(Records drawn from a dataset)
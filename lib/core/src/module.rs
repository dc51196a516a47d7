use axum::Router;

/// A service module that contributes HTTP routes.
///
/// Each back-office module (storecfg, ...) implements this trait to
/// register its API endpoints. The binary entry point collects all
/// modules and merges their routes into a single Router.
pub trait Module: Send + Sync {
    /// Module name, used for logging and route prefixes.
    fn name(&self) -> &str;

    /// Return the module's routes, to be nested under `/{name}`.
    fn routes(&self) -> Router;
}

BRIEF
Each of the entries above should be written out again exactly.

TASK ANSWER
filename lib/core/src/module.rs
repository dc51196a516a47d7
use axum::Router;

/// A service module that contributes HTTP routes.
///
/// Each back-office module (storecfg, ...) implements this trait to
/// register its API endpoints. The binary entry point collects all
/// modules and merges their routes into a single Router.
pub trait Module: Send + Sync {
    /// Module name, used for logging and route prefixes.
    fn name(&self) -> &str;

    /// Return the module's routes, to be nested under `/{name}`.
    fn routes(&self) -> Router;
}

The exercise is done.